思うにジャック・ブラック(JB)の芸は名人級だが、そう何回も見るもんじゃないかな、と。確かに『愛しのローズマリー』と『スクール・オブ・ロック』は最高だった。僕自身、この2本の主演作で興味を持ち、彼のファンになったのも事実。順序的には逆になるけど『ハイ・フィデリティ』の助演も良かった。いそうだもん、あんな感じのオタク店員。
しかしながら、『テネイシャスD』はあんまりいただけなかった。プロットはドンピシャだしJBもハマり役だったと思うのだが、放っておいたらどんどん調子に乗る(いい意味でも悪い意味でも、ね)JBに対し、演出サイドがコントロール不能に陥っちゃってる感じがしたんだよなぁ。面白いんだけどあんまり笑えない、みたいな。
とはいえ、JB自身を嫌いになりたくない気持ちがあるのと、ミシェル・ゴンドリーの手腕に期待し、観てきましたよ、『僕らのミライへ逆回転』……って、なんじゃこの邦題は(原題は『Be Kind Rewind』。ちなみに意味は「巻き戻してご返却を」)。体が磁気化した男のせいですべてのビデオソフトの中身が消えてしまったことを機に、彼とレンタルビデオショップの店員が自作自演で名作や旧作映画を撮るハメになる、というハチャメチャなお話ね。

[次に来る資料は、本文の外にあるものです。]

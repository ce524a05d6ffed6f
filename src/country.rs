//! 国家代码显示名称映射模块
//!
//! 提供国家代码到本地化显示名称的纯查表转换，不依赖任何浏览器 API。

/// 固定的国家代码映射表
///
/// 仅包含当前参与排名的国家/地区；未收录的代码按原样显示。
const COUNTRY_NAMES: &[(&str, &str)] = &[
    ("CN", "中国大陆"),
    ("IN", "印度"),
    ("KE", "肯尼亚"),
    ("US", "美国"),
    ("TW", "中国台湾"),
    ("KR", "韩国"),
    ("GB", "英国"),
    ("SG", "新加坡"),
    ("VN", "越南"),
    ("MY", "马来西亚"),
    ("HK", "中国香港"),
    ("NG", "尼日利亚"),
    ("ID", "印度尼西亚"),
    ("TH", "泰国"),
    ("HU", "匈牙利"),
    ("AM", "亚美尼亚"),
];

/// 将国家代码转换为显示名称
///
/// - 代码缺失或为空时返回占位符 `"-"`
/// - 命中映射表（不区分大小写）时返回本地化名称
/// - 未命中时原样返回输入的代码
pub fn country_name(code: Option<&str>) -> String {
    let Some(code) = code.filter(|c| !c.is_empty()) else {
        return "-".to_string();
    };

    let key = code.to_uppercase();
    COUNTRY_NAMES
        .iter()
        .find(|(c, _)| *c == key)
        .map(|(_, name)| (*name).to_string())
        .unwrap_or_else(|| code.to_string())
}

#[cfg(test)]
mod tests {
    use super::*;

    #[test]
    fn maps_known_codes() {
        assert_eq!(country_name(Some("CN")), "中国大陆");
        assert_eq!(country_name(Some("US")), "美国");
        assert_eq!(country_name(Some("AM")), "亚美尼亚");
    }

    #[test]
    fn lookup_is_case_insensitive() {
        assert_eq!(country_name(Some("cn")), "中国大陆");
        assert_eq!(country_name(Some("hK")), "中国香港");
    }

    #[test]
    fn unknown_code_is_returned_unchanged() {
        assert_eq!(country_name(Some("FR")), "FR");
        // Input casing is preserved, not the uppercased lookup key
        assert_eq!(country_name(Some("fr")), "fr");
    }

    #[test]
    fn missing_or_empty_code_yields_placeholder() {
        assert_eq!(country_name(None), "-");
        assert_eq!(country_name(Some("")), "-");
    }
}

もちろんというか、人騒がせなジェリーの役がJB。一方の店員マイク役は『16ブロック』のモス・デフ。で、肝心の中身だが、確かにJBは本作でも調子に乗っている。でもそれを、優男モス・デフがいい感じに吸収している。それでもJBのアクの強さは強烈だ。例えるなら「満腹時に嗅がされるジャンクフードの匂い」みたいな感じか。さすがのゴンドリー監督も、やや持て余している様子が感じ取れたりもする。中盤あたり、ちょっとタルくなってくるし。
でもね、終盤で一気に巻き返したというか、いい意味で期待を裏切られたというか、トータルで「いい映画だったなぁ」とか「映画っていいなぁ」みたいな気にさせる素敵なエピローグに脱帽。JBが生理的に嫌いという人を除き、映画を愛する御仁は観たほうがいいですよ。
オフィシャルサイト
本国のオフィシャルサイトの「YouTube Sweded」(必見!)
ココでもずいぶん前に取り上げてましたね

見なければ!
「ハイ フィデリティ」
私の心の中で、JBは主役です。
「ナチョ リブレ」
はわざわざ映画館に見に行ったのにイマイチ本気で笑えず。
少しションボリしていました。
この映画
わーーーーい、楽しみです。
(余談ですが、今度ベンスティラーが監督する映画が公開するみたいですね〜。もし見たら是非れびゅうを!!)
そういえば『ナチョ・リブレ』と『ホリデイ』、観てないや。
どっちもHDDレコーダーに入ってるんですけどね。
ベン・スティラーの新作は『トロピック・サンダー/史上最低の作戦』ですね。
こちらは観たいリストに入っているので、レビューしますよ。